Exercise goal:
Across all the records, filter for lines with the word "isize" and copy them.

____________

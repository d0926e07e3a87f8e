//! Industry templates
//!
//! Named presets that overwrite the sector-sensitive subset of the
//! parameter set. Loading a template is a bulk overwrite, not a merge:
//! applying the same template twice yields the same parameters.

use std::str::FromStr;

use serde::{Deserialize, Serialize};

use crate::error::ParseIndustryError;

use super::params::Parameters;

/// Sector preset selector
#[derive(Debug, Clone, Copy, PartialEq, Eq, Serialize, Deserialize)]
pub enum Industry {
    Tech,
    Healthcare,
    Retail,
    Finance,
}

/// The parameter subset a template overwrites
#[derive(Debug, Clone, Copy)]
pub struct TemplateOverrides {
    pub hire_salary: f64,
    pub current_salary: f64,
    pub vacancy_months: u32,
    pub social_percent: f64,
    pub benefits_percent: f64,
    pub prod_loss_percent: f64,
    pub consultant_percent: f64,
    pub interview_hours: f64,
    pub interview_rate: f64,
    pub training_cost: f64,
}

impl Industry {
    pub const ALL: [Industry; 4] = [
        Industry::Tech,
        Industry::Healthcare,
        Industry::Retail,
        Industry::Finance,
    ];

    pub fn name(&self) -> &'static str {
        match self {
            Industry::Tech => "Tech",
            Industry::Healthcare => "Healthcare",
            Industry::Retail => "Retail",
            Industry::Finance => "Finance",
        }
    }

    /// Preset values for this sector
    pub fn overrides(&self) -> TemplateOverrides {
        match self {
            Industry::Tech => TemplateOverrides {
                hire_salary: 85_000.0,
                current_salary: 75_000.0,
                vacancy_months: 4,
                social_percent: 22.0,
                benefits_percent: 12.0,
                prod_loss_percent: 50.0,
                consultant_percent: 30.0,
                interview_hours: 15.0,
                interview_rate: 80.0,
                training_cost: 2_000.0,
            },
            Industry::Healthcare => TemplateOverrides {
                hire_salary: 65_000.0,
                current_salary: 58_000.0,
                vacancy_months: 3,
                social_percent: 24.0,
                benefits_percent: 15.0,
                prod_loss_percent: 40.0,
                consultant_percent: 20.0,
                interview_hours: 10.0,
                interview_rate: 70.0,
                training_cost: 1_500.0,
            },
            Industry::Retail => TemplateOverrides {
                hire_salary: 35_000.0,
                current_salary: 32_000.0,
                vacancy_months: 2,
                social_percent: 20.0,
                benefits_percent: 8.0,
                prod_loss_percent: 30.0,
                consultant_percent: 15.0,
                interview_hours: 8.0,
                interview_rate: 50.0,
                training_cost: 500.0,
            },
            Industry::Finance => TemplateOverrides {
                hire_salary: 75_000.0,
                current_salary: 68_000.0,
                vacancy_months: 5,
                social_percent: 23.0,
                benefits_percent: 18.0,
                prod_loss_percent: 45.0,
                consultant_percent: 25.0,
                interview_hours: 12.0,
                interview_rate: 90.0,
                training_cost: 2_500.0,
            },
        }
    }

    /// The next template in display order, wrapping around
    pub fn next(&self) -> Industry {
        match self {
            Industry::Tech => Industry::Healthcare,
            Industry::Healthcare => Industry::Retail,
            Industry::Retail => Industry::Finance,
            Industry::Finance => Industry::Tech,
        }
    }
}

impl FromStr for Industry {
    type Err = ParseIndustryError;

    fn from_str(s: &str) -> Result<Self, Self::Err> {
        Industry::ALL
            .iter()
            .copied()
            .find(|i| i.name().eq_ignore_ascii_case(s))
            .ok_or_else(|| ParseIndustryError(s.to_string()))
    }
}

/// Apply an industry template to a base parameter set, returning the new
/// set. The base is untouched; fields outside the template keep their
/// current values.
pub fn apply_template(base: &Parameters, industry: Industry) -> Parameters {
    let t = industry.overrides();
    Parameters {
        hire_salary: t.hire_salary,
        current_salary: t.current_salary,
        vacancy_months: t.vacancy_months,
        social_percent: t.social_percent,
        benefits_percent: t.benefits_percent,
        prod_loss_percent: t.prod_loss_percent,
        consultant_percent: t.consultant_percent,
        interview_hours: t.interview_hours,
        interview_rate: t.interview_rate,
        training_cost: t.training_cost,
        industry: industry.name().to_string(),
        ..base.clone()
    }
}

____________

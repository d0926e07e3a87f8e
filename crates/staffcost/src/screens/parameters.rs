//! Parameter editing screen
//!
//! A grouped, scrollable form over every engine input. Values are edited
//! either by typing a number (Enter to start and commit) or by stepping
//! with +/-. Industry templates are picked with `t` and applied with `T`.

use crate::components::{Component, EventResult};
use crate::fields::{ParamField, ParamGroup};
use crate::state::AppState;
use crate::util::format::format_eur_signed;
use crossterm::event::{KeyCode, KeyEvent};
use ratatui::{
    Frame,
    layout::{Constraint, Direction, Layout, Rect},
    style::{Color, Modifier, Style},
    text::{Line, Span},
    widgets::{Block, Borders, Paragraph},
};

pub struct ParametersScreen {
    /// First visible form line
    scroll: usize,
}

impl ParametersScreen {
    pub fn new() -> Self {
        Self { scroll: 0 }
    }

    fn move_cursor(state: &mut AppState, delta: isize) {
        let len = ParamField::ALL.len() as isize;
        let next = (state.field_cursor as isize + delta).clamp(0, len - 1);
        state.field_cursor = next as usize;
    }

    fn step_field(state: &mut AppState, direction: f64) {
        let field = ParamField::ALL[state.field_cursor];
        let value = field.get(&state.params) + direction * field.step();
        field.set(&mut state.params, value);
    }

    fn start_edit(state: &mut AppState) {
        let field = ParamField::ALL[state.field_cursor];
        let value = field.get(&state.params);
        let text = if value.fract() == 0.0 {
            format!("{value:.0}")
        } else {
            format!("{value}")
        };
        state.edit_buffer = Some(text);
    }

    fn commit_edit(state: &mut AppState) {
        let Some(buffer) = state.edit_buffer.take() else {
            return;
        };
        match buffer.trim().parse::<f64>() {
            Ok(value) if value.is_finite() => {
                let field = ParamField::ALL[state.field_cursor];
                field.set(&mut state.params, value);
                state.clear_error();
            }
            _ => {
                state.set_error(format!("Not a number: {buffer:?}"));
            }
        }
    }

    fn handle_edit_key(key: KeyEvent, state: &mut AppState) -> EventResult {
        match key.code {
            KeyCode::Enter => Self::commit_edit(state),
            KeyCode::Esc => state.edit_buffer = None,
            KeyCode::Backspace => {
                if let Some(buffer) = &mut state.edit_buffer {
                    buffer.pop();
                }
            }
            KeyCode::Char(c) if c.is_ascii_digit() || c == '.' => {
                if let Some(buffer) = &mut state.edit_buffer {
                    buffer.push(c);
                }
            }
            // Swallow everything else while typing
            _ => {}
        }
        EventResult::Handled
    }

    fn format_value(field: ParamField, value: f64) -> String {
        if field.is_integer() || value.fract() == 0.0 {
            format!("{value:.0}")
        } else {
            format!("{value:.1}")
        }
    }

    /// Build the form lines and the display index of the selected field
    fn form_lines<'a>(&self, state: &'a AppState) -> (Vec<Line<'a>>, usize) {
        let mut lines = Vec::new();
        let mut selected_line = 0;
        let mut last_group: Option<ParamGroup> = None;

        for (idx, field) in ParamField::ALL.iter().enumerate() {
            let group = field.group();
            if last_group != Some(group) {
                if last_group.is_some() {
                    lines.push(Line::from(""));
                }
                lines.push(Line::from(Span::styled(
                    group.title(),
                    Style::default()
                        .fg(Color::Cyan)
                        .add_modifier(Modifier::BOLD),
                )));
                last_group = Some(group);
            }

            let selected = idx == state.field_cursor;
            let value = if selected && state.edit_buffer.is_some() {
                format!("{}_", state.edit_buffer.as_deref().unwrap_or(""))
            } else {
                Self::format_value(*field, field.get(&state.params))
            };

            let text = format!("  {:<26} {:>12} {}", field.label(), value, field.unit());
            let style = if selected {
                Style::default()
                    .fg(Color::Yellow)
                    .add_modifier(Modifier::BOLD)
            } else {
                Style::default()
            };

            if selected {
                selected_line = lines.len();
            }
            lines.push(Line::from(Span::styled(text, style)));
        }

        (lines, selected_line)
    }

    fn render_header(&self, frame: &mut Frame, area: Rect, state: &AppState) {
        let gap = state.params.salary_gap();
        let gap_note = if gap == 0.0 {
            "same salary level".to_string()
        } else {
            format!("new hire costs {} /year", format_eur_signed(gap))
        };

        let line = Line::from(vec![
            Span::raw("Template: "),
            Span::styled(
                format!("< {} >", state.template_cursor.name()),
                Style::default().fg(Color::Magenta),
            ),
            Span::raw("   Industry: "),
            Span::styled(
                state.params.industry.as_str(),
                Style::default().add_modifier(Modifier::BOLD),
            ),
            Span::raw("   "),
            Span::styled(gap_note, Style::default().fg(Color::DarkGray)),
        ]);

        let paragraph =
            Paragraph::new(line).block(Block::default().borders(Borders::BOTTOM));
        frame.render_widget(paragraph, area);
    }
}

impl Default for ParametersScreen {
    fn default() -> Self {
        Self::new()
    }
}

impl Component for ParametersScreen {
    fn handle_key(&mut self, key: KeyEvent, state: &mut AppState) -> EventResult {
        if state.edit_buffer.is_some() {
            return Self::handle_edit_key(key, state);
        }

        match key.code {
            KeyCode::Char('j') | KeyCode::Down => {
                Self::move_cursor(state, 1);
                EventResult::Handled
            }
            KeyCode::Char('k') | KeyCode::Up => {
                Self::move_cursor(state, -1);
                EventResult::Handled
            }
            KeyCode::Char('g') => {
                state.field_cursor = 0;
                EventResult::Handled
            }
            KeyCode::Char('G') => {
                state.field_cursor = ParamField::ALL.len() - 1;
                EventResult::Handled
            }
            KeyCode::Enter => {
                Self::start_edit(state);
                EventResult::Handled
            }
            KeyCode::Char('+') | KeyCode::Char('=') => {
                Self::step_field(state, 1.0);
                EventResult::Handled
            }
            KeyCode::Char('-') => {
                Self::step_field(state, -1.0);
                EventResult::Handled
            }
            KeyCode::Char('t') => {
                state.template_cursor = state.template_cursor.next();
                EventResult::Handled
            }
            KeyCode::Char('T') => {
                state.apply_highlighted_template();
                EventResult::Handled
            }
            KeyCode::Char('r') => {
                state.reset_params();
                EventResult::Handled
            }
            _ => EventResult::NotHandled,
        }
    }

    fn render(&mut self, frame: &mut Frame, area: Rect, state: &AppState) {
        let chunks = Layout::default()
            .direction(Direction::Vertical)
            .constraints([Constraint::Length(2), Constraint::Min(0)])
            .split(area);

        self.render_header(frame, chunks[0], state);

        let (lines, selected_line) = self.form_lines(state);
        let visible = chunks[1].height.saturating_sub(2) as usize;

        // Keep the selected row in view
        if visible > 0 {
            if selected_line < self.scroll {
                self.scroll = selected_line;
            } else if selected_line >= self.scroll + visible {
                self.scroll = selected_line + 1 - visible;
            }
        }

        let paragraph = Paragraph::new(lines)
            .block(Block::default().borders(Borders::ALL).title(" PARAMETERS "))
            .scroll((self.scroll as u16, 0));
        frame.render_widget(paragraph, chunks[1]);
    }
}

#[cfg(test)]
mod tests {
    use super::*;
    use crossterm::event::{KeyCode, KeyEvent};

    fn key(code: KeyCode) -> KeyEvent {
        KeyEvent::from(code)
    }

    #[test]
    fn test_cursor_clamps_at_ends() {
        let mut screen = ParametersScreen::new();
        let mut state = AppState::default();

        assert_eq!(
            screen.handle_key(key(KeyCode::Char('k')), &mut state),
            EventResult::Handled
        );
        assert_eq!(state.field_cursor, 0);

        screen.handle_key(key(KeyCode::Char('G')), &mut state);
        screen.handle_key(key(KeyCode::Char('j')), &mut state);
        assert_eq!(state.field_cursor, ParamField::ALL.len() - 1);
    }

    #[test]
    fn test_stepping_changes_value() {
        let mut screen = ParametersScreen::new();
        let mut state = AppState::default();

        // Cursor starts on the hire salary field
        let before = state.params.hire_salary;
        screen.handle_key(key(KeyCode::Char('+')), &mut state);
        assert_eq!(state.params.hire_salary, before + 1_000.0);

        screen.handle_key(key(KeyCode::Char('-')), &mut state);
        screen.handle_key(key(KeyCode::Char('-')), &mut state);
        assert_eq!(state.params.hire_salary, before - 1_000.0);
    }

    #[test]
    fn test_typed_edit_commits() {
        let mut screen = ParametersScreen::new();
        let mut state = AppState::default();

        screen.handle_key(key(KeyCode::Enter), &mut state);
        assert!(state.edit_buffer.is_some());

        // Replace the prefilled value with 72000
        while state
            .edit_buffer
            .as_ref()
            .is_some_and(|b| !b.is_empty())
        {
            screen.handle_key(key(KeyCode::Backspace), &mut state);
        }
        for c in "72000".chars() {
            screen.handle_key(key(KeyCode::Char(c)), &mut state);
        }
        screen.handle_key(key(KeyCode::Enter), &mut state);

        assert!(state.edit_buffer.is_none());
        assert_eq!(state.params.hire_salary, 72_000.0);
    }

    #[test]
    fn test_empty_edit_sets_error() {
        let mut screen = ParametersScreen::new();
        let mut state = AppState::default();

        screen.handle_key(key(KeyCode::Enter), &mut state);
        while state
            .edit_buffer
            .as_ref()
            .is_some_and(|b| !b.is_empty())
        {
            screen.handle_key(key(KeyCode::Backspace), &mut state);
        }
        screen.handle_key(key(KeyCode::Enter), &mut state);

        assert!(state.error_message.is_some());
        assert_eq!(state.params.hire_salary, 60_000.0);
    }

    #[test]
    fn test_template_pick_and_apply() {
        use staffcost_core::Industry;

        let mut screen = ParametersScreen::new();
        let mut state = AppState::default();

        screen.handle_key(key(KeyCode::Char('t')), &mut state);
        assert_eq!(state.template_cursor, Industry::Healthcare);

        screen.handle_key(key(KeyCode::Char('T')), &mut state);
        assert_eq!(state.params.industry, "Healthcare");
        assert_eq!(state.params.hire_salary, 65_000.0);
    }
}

____________

Expected answer:
    fn move_cursor(state: &mut AppState, delta: isize) {
        let len = ParamField::ALL.len() as isize;
        let next = (state.field_cursor as isize + delta).clamp(0, len - 1);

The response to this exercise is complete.